Karate was only taught to the wealthy in the 1960s to 80s? And wasn't well organised?
You are assuming what happens in the US is what happens elsewhere. Karate in Europe and the UK wasn't for the rich at all, in the 60s the JKA sent out senior instructors from Japan to different countries to bring and teach karate. In 1965 Keinosuke Enoeda along with three other instructors came to the UK to set up and teach Shotokan.
Wado Ryu did the same, the first Japanese instructor was Tatsuo Suzuki, the founder himself even came across to teach at a seminar.
None of these taught 'the rich', the organisations they founded are still going strong. My original instructor trained under Suzuki.


----------



## GojuTommy (Oct 30, 2022)

Tez3 said:


> Karate was only taught to the wealthy in the 1960s to 80s? And wasn't well organised?
> You are assuming what happens in the US is what happens elsewhere. Karate in Europe and the UK wasn't for the rich at all, in the 60s the JKA sent out senior instructors from Japan to different countries to bring and teach karate. In 1965 Keinosuke Enoeda along with three other instructors came to the UK to set up and teach Shotokan.
> Wado Ryu did the same, the first Japanese instructor was Tatsuo Suzuki, the founder himself even came across to teach at a seminar.
> None of these taught 'the rich', the organisations they founded are still going strong. My original instructor trained under Suzuki.

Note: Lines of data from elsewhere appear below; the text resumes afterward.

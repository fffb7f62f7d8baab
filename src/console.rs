use colored::Colorize;

pub fn info(message: &str) {
    println!("{}", message.cyan());
}

pub fn success(message: &str) {
    println!("{}", message.green());
}

pub fn warning(message: &str) {
    println!("{}", message.yellow());
}

/// Errors go to stderr, prefixed with `[ERROR] ` when `label` is set.
pub fn error(message: &str, label: bool) {
    let line = if label { format!("[ERROR] {}", message) } else { message.to_string() };
    eprintln!("{}", line.red());
}

fn format_row(values: &[f64]) -> Vec<String> {
    values.iter().map(|v| format!("{:.3}", v)).collect()
}

fn column_widths(rows: &[Vec<String>]) -> Vec<usize> {
    let cols = rows.first().map(Vec::len).unwrap_or(0);
    (0..cols).map(|c| rows.iter().map(|r| r[c].len()).max().unwrap_or(0)).collect()
}

fn join_padded(row: &[String], widths: &[usize]) -> String {
    row.iter()
        .zip(widths)
        .map(|(v, w)| format!("{:>w$}", v, w = w))
        .collect::<Vec<_>>()
        .join(" ")
}

/// Renders the `# | Inputs | Raw Outputs [| Binarized Output]` table.
pub fn prediction_table(inputs: &[Vec<f64>], outputs: &[Vec<f64>], binarized: Option<&[Vec<f64>]>) -> String {
    let inputs: Vec<Vec<String>> = inputs.iter().map(|r| format_row(r)).collect();
    let outputs: Vec<Vec<String>> = outputs.iter().map(|r| format_row(r)).collect();
    let binarized: Option<Vec<String>> = binarized.map(|rows| {
        rows.iter()
            .map(|r| r.iter().map(|v| format!("{}", *v as u8)).collect::<Vec<_>>().join(" "))
            .collect()
    });

    let input_widths = column_widths(&inputs);
    let output_widths = column_widths(&outputs);
    let input_cells: Vec<String> = inputs.iter().map(|r| join_padded(r, &input_widths)).collect();
    let output_cells: Vec<String> = outputs.iter().map(|r| join_padded(r, &output_widths)).collect();

    let input_width = input_cells.iter().map(String::len).max().unwrap_or(0).max("Inputs".len());
    let output_width = output_cells.iter().map(String::len).max().unwrap_or(0).max("Raw Outputs".len());

    let mut header = format!("  #  | {:<iw$} | {:<ow$}", "Inputs", "Raw Outputs", iw = input_width, ow = output_width);
    let mut separator = format!("-----+{}+{}", "-".repeat(input_width + 2), "-".repeat(output_width + 2));
    if binarized.is_some() {
        header.push_str(" | Binarized Output");
        separator.push_str("+-----------------");
    }

    let mut table = format!("{}\n{}\n", header.trim_end(), separator);
    for (i, (input, output)) in input_cells.iter().zip(&output_cells).enumerate() {
        let mut line = format!("{:>4} | {:<iw$} | {:<ow$}", i + 1, input, output, iw = input_width, ow = output_width);
        if let Some(binarized) = &binarized {
            line.push_str(" | ");
            line.push_str(&binarized[i]);
        }
        table.push_str(line.trim_end());
        table.push('\n');
    }
    table
}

No one said anything about the 60s or 80s I was literally replying to a comment about karate originally being taught to small groups.

Karate wasn’t being taught only to small groups in those decades. It was already being taught to large groups. Try to make an argument that isn’t a strawman.


----------



## GojuTommy (Oct 30, 2022)

Oily Dragon said:


> I so wish that were true.
> 
> People sign up for that stuff to this day and pay cash money up front for it.

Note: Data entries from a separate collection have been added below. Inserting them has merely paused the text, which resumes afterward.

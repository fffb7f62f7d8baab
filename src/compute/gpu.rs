use std::sync::Arc;

use bytemuck::{Pod, Zeroable};
use vulkano::{descriptor_set::WriteDescriptorSet, pipeline::ComputePipeline};

use super::{
    check_hidden_errors, check_layer_output, check_output_errors, check_update_weights,
    device::{download, ComputeDevice},
    ComputeBackend, Precision,
};
use crate::{Activation, Cluster, Result};

mod layer_output_cs {
    vulkano_shaders::shader! {
        ty: "compute",
        src: "
            #version 450

            layout(local_size_x = 64, local_size_y = 1, local_size_z = 1) in;

            layout(set = 0, binding = 0) buffer Params {
                uint rows;
                uint fan_in;
                uint count;
                uint activation;
                float rate;
            } params;
            layout(set = 0, binding = 1) buffer LayerIn { float values[]; } layer_in;
            layout(set = 0, binding = 2) buffer Weights { float values[]; } cluster;
            layout(set = 0, binding = 3) buffer LayerOut { float values[]; } layer_out;

            float activate(uint kind, float x) {
                if (kind == 0) return 1.0 / (1.0 + exp(-x));
                if (kind == 1) return max(x, 0.0);
                if (kind == 2) return tanh(x);
                if (kind == 3) return sign(x) * sqrt(abs(x));
                return sign(x) * pow(abs(x), 1.0 / 3.0);
            }

            void main() {
                uint i = gl_GlobalInvocationID.x;
                if (i >= params.rows) return;

                uint cols = params.fan_in + 1;
                float sum = cluster.values[i * cols + params.fan_in];
                for (uint j = 0; j < params.fan_in; ++j) {
                    sum += layer_in.values[j] * cluster.values[i * cols + j];
                }
                layer_out.values[i] = activate(params.activation, sum);
            }
        "
    }
}

mod hidden_errors_cs {
    vulkano_shaders::shader! {
        ty: "compute",
        src: "
            #version 450

            layout(local_size_x = 64, local_size_y = 1, local_size_z = 1) in;

            layout(set = 0, binding = 0) buffer Params {
                uint rows;
                uint fan_in;
                uint count;
                uint activation;
                float rate;
            } params;
            layout(set = 0, binding = 1) buffer FinalWeights { float values[]; } final_cluster;
            layout(set = 0, binding = 2) buffer FinalErrors { float values[]; } final_errors;
            layout(set = 0, binding = 3) buffer Hidden { float values[]; } hidden;
            layout(set = 0, binding = 4) buffer HiddenErrors { float values[]; } hidden_errors;

            float derivative(uint kind, float y) {
                if (kind == 0) return y * (1.0 - y);
                if (kind == 1) return y > 0.0 ? 1.0 : 0.0;
                if (kind == 2) return 1.0 - y * y;
                if (y == 0.0) return 0.0;
                if (kind == 3) return 1.0 / (2.0 * y);
                return 1.0 / (3.0 * y * y);
            }

            void main() {
                uint h = gl_GlobalInvocationID.x;
                if (h >= params.rows) return;

                uint cols = params.fan_in + 1;
                float sum = 0.0;
                for (uint o = 0; o < params.count; ++o) {
                    sum += final_errors.values[o] * final_cluster.values[o * cols + h];
                }
                hidden_errors.values[h] = sum * params.rate * derivative(params.activation, hidden.values[h]);
            }
        "
    }
}

mod output_errors_cs {
    vulkano_shaders::shader! {
        ty: "compute",
        src: "
            #version 450

            layout(local_size_x = 64, local_size_y = 1, local_size_z = 1) in;

            layout(set = 0, binding = 0) buffer Params {
                uint rows;
                uint fan_in;
                uint count;
                uint activation;
                float rate;
            } params;
            layout(set = 0, binding = 1) buffer FinalErrors { float values[]; } final_errors;
            layout(set = 0, binding = 2) buffer OutputLayer { float values[]; } output_layer;

            float derivative(uint kind, float y) {
                if (kind == 0) return y * (1.0 - y);
                if (kind == 1) return y > 0.0 ? 1.0 : 0.0;
                if (kind == 2) return 1.0 - y * y;
                if (y == 0.0) return 0.0;
                if (kind == 3) return 1.0 / (2.0 * y);
                return 1.0 / (3.0 * y * y);
            }

            void main() {
                uint o = gl_GlobalInvocationID.x;
                if (o >= params.rows) return;

                final_errors.values[o] *= params.rate * derivative(params.activation, output_layer.values[o]);
            }
        "
    }
}

mod update_weights_cs {
    vulkano_shaders::shader! {
        ty: "compute",
        src: "
            #version 450

            layout(local_size_x = 64, local_size_y = 1, local_size_z = 1) in;

            layout(set = 0, binding = 0) buffer Params {
                uint rows;
                uint fan_in;
                uint count;
                uint activation;
                float rate;
            } params;
            layout(set = 0, binding = 1) buffer Weights { float values[]; } cluster;
            layout(set = 0, binding = 2) buffer Inputs { float values[]; } inputs;
            layout(set = 0, binding = 3) buffer Errors { float values[]; } errors;

            void main() {
                uint r = gl_GlobalInvocationID.x;
                if (r >= params.rows) return;

                uint cols = params.fan_in + 1;
                float e = errors.values[r];
                for (uint c = 0; c < params.fan_in; ++c) {
                    cluster.values[r * cols + c] += e * inputs.values[c];
                }
                cluster.values[r * cols + params.fan_in] += e;
            }
        "
    }
}

/// Mirrors the `Params` block every kernel reads at binding 0.
#[repr(C)]
#[derive(Copy, Clone, Default, Debug, Pod, Zeroable)]
struct KernelParams {
    rows: u32,
    fan_in: u32,
    count: u32,
    activation: u32,
    rate: f32,
}

impl KernelParams {
    fn new(rows: usize, fan_in: usize) -> Self {
        Self { rows: rows as u32, fan_in: fan_in as u32, ..Default::default() }
    }

    fn count(mut self, count: usize) -> Self {
        self.count = count as u32;
        self
    }

    fn activation(mut self, activation: Activation) -> Self {
        self.activation = activation.shader_code();
        self
    }

    fn rate(mut self, rate: f64) -> Self {
        self.rate = rate as f32;
        self
    }
}

fn narrow(values: &[f64]) -> impl ExactSizeIterator<Item = f32> + '_ {
    values.iter().map(|v| *v as f32)
}

/// Vulkan backend. Every kernel call narrows its operands to `f32`, runs on
/// the device, then widens the result back into the caller's `f64` buffer.
pub struct Gpu {
    device: ComputeDevice,
    layer_output: Arc<ComputePipeline>,
    hidden_errors: Arc<ComputePipeline>,
    output_errors: Arc<ComputePipeline>,
    update_weights: Arc<ComputePipeline>,
}

impl Gpu {
    pub fn new() -> Result<Self> {
        let device = ComputeDevice::new()?;
        Ok(Self {
            layer_output: device.pipeline(layer_output_cs::load)?,
            hidden_errors: device.pipeline(hidden_errors_cs::load)?,
            output_errors: device.pipeline(output_errors_cs::load)?,
            update_weights: device.pipeline(update_weights_cs::load)?,
            device,
        })
    }
}

impl ComputeBackend for Gpu {
    fn name(&self) -> &'static str { "gpu" }

    fn precision(&self) -> Precision { Precision::Single }

    fn layer_output(&self, input: &[f64], cluster: &Cluster, activation: Activation, out: &mut [f64]) -> Result<()> {
        check_layer_output(input, cluster, out)?;
        let params = KernelParams::new(cluster.rows(), cluster.fan_in()).activation(activation);
        let layer_out = self.device.upload(narrow(out))?;
        self.device.dispatch(
            &self.layer_output,
            cluster.rows(),
            [
                WriteDescriptorSet::buffer(0, self.device.upload_data(params)?),
                WriteDescriptorSet::buffer(1, self.device.upload(narrow(input))?),
                WriteDescriptorSet::buffer(2, self.device.upload(narrow(cluster.as_slice()))?),
                WriteDescriptorSet::buffer(3, layer_out.clone()),
            ],
        )?;
        download(&layer_out, out)
    }

    fn hidden_errors(
        &self,
        final_cluster: &Cluster,
        final_errors: &[f64],
        hidden: &[f64],
        rate: f64,
        activation: Activation,
        out: &mut [f64],
    ) -> Result<()> {
        check_hidden_errors(final_cluster, final_errors, hidden, out)?;
        let params = KernelParams::new(hidden.len(), final_cluster.fan_in())
            .count(final_cluster.rows())
            .activation(activation)
            .rate(rate);
        let hidden_errors = self.device.upload(narrow(out))?;
        self.device.dispatch(
            &self.hidden_errors,
            hidden.len(),
            [
                WriteDescriptorSet::buffer(0, self.device.upload_data(params)?),
                WriteDescriptorSet::buffer(1, self.device.upload(narrow(final_cluster.as_slice()))?),
                WriteDescriptorSet::buffer(2, self.device.upload(narrow(final_errors))?),
                WriteDescriptorSet::buffer(3, self.device.upload(narrow(hidden))?),
                WriteDescriptorSet::buffer(4, hidden_errors.clone()),
            ],
        )?;
        download(&hidden_errors, out)
    }

    fn output_errors(&self, final_errors: &mut [f64], output: &[f64], rate: f64, activation: Activation) -> Result<()> {
        check_output_errors(final_errors, output)?;
        let params = KernelParams::new(output.len(), 0).activation(activation).rate(rate);
        let errors = self.device.upload(narrow(final_errors))?;
        self.device.dispatch(
            &self.output_errors,
            output.len(),
            [
                WriteDescriptorSet::buffer(0, self.device.upload_data(params)?),
                WriteDescriptorSet::buffer(1, errors.clone()),
                WriteDescriptorSet::buffer(2, self.device.upload(narrow(output))?),
            ],
        )?;
        download(&errors, final_errors)
    }

    fn update_weights(&self, cluster: &mut Cluster, input: &[f64], errors: &[f64]) -> Result<()> {
        check_update_weights(cluster, input, errors)?;
        let params = KernelParams::new(cluster.rows(), cluster.fan_in());
        let weights = self.device.upload(narrow(cluster.as_slice()))?;
        self.device.dispatch(
            &self.update_weights,
            cluster.rows(),
            [
                WriteDescriptorSet::buffer(0, self.device.upload_data(params)?),
                WriteDescriptorSet::buffer(1, weights.clone()),
                WriteDescriptorSet::buffer(2, self.device.upload(narrow(input))?),
                WriteDescriptorSet::buffer(3, self.device.upload(narrow(errors))?),
            ],
        )?;
        download(&weights, cluster.as_mut_slice())
    }
}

Idk if dillman claims to be karate, but yeah people still fall for that ****.


----------



## Tez3 (Oct 30, 2022)

GojuTommy said:


> No one said anything about the 60s or 80s I was literally replying to a comment about karate originally being taught to small groups.
> 
> Karate wasn’t being taught only to small groups in those decades. It was already being taught to large groups. Try to make an argument that isn’t a strawman.


Ah you were in the UK in the 60s then.

Do stop wriggling like a vicar seen in a sex shop, it's amusing but ridiculous. Just answer, instead of telling posters you didn't say this or that, it's happening so many times makes you look like a politician.

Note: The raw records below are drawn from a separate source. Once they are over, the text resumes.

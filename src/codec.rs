//! Plain-text weights format.
//!
//! ```text
//! <input> <hidden> <output>
//! <hidden rows of input + 1 tab separated values>
//! <output rows of hidden + 1 tab separated values>
//! ```
//!
//! Values are written with the shortest representation that parses back to the
//! same `f64`, so `deserialize(serialize(w)) == w` holds bit for bit.

use std::path::Path;

use crate::{Cluster, Error, Result, WeightSet};

pub fn serialize(weights: &WeightSet) -> String {
    let mut out = format!("{} {} {}\n", weights.input(), weights.hidden(), weights.output());
    write_cluster(&mut out, weights.initial_cluster());
    write_cluster(&mut out, weights.final_cluster());
    out
}

fn write_cluster(out: &mut String, cluster: &Cluster) {
    for row in cluster.iter_rows() {
        let values: Vec<String> = row.iter().map(f64::to_string).collect();
        out.push_str(&values.join("\t"));
        out.push('\n');
    }
}

/// Strict inverse of [`serialize`]. Nothing is returned unless every line
/// parsed.
pub fn deserialize(text: &str) -> Result<WeightSet> {
    let mut lines = text.lines().enumerate().map(|(i, l)| (i + 1, l));

    let (line, header) = lines.next().ok_or_else(|| Error::format(1, "missing header line"))?;
    let dims = parse_header(line, header)?;
    let (input, hidden, output) = (dims[0], dims[1], dims[2]);

    let initial = read_cluster(&mut lines, hidden, input.saturating_add(1), line + 1, "initial")?;
    let last = read_cluster(&mut lines, output, hidden.saturating_add(1), (line + 1).saturating_add(hidden), "final")?;

    if let Some((line, _)) = lines.find(|(_, l)| !l.trim().is_empty()) {
        return Err(Error::format(line, "unexpected content after the final cluster"));
    }

    WeightSet::new(input, hidden, output, initial, last)
}

fn parse_header(line: usize, header: &str) -> Result<[usize; 3]> {
    let tokens: Vec<&str> = header.split_whitespace().collect();
    if tokens.len() != 3 {
        return Err(Error::format(
            line,
            format!("expected header `<input> <hidden> <output>`, found {} values", tokens.len()),
        ));
    }
    let mut dims = [0usize; 3];
    for (dim, token) in dims.iter_mut().zip(tokens) {
        *dim = token
            .parse()
            .ok()
            .filter(|v| *v > 0)
            .ok_or_else(|| Error::format(line, format!("`{}` is not a positive integer", token)))?;
    }
    Ok(dims)
}

fn read_cluster<'a, I>(lines: &mut I, rows: usize, cols: usize, first_line: usize, name: &str) -> Result<Cluster>
where
    I: Iterator<Item = (usize, &'a str)>,
{
    let mut data = Vec::new();
    for r in 0..rows {
        let (line, text) = lines.next().ok_or_else(|| {
            Error::format(
                first_line + r,
                format!("unexpected end of input: {} cluster has {} of {} rows", name, r, rows),
            )
        })?;
        data.push(parse_row(line, text, cols)?);
    }
    Cluster::from_rows(data, cols)
}

pub(crate) fn parse_row(line: usize, text: &str, cols: usize) -> Result<Vec<f64>> {
    let tokens: Vec<&str> = text.split_whitespace().collect();
    if tokens.len() != cols {
        return Err(Error::format(line, format!("expected {} values, got {}", cols, tokens.len())));
    }
    tokens
        .into_iter()
        .enumerate()
        .map(|(c, token)| {
            token
                .parse::<f64>()
                .map_err(|_| Error::format(line, format!("column {}: `{}` is not a number", c + 1, token)))
        })
        .collect()
}

pub fn load(path: &Path) -> Result<WeightSet> {
    deserialize(&std::fs::read_to_string(path)?)
}

pub fn save(path: &Path, weights: &WeightSet) -> Result<()> {
    if let Some(parent) = path.parent() {
        if !parent.as_os_str().is_empty() {
            std::fs::create_dir_all(parent)?;
        }
    }
    std::fs::write(path, serialize(weights))?;
    Ok(())
}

We get you're invested in your opinion so here's an idea, instead of criticising everyone else why don't you go off and train the way you think it should be done then come back and show us the videos 😁


----------



## GojuTommy (Oct 30, 2022)

Tez3 said:


> Ah you were in the UK in the 60s then.
> 
> Do stop wriggling like a vicar seen in a sex shop, it's amusing but ridiculous. Just answer, instead of telling posters you didn't say this or that, it's happening so many times makes you look like a politician.
> 
> We get you're invested in your opinion so here's an idea, instead of criticising everyone else why don't you go off and train the way you think it should be done then come back and show us the videos 😁


No one is talking about the 60s and no one mentioned the UK. why are you ignoring the context of my post?


----------



## Tez3 (Oct 30, 2022)

GojuTommy said:


> No one is talking about the 60s and no one mentioned the UK. why are you ignoring the context of my post?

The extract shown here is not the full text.